LES DECLARATIONS D'OUVERTURE: Au nom de l'industrie et du commerce, le RESEAU AGRO ALIMENTAIRE INTERNATIONAL identifia les techniques agricoles intégrées comme étant le moyen le plus approprié de concrétiser la durabilité, et accueillit favorablement l'intervention gouvernementale adaptée aux conditions locales. Au nom des agriculteurs, La FEDERATION INTERNATIONALE DES PRODUCTEURS AGRICOLES et la VIA CAMPESINA soulignèrent l'importance de l'agriculture régénératrice et exhortèrent les gouvernements et les agences internationales à se focaliser sur l'impact des politiques agricoles sur les petits paysans fermiers. La CONFEDERATION INTERNATIONALE DES SYNDICATS LIBRES mit l'accent sur: le soutien du travail de l'Organisation Internationale du Travail (OIT);la promotion de la participation des travailleurs dans les processus décisionnels; et l'identification des effets de la biotechnologie sur l'emploi. Intervenant au nom des ONG, des femmes et des populations autochtones, le NGO CAUCUS ON SUSTAINABLE AGRICULTURE AND FOOD SYSTEMS recommanda, entre autres: une focalisation sur les petits agriculteurs; l'amélioration de la sécurité alimentaire à travers l'adoption d'un régime foncier approprié; le soutien des tendances vers l'agriculture organique; le parachèvement et la ratification de la Convention sur les Polluants Organiques Persistants (POP); l'application du moratoire sur la mise en circulation de tous les OGM dans l'environnement; la suppression des subventions agricoles; et l'appui du droit du consommateur à savoir.

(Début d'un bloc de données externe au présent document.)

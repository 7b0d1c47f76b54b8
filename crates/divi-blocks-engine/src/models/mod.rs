pub mod node;
pub mod page;
pub mod source_file;

pub use node::{ButtonBlock, ColumnGroup, ColumnsBlock, ImageBlock, Node, RowGroup, TextBlock};
pub use page::PageDocument;
pub use source_file::SourceFile;
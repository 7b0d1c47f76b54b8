pub mod assemble;
pub mod io;
pub mod keys;
pub mod models;
pub mod parsing;
pub mod snapshot;

#[cfg(test)]
pub mod tests;

// Re-export key types for easier usage
pub use assemble::{Assembler, PageReport, convert};
pub use io::*;
pub use keys::{KeyGenerator, SequentialKeys, UuidKeys};
pub use models::*;
pub use parsing::inline::{HtmlTextParser, InlineNode, TextParser};
pub use parsing::shortcode::BlockKind;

LE DIALOGUE OUVERT: Notant la nécessité de semences résistantes à la sécheresse, l'EGYPTE plaida pour le recours aux nouvelles technologies là où la sécurité peut être garantie. Le délégué des PAYS-BAS mit en relief la sécurité alimentaire mondiale et appela à des propositions axées sur l'action, de la part de la CDD. Le NIGERIA, au nom du G-77/CHINE, déclara que le fardeau de la dette des pays en développement et les effets de la volatilité du financement mondial, doivent être traités. Le délégué des ETATS-UNIS évoqua les cinq principes devant orienter le cadre de la biotechnologie: un processus de régulation objectif, l'implication du consommateur, l'équité à l'endroit de l'agriculteur, la citoyenneté de l'entreprise, et un commerce international ouvert et libre. Le CANADA recommanda la mise en place de systèmes de régulation efficaces en matière de biosécurité, dans les pays en développement, et le transfert de l'expertise.

LES RECOMMANDATIONS DES DETENTEURS DES ENJEUX: Les représentants des SYNDICATS recommandèrent: que les concepts d'ADDR et de CMFA reconnaissent les salariés du secteur agricole en tant que groupe social à part; que les principales normes encadrant l'emploi soient reflétées dans les travaux de la CDD et dans les concepts d'ADDR et de CMFA; et qu'une plus grande sécurité et une protection contre les pesticides soit assurées aux travailleurs.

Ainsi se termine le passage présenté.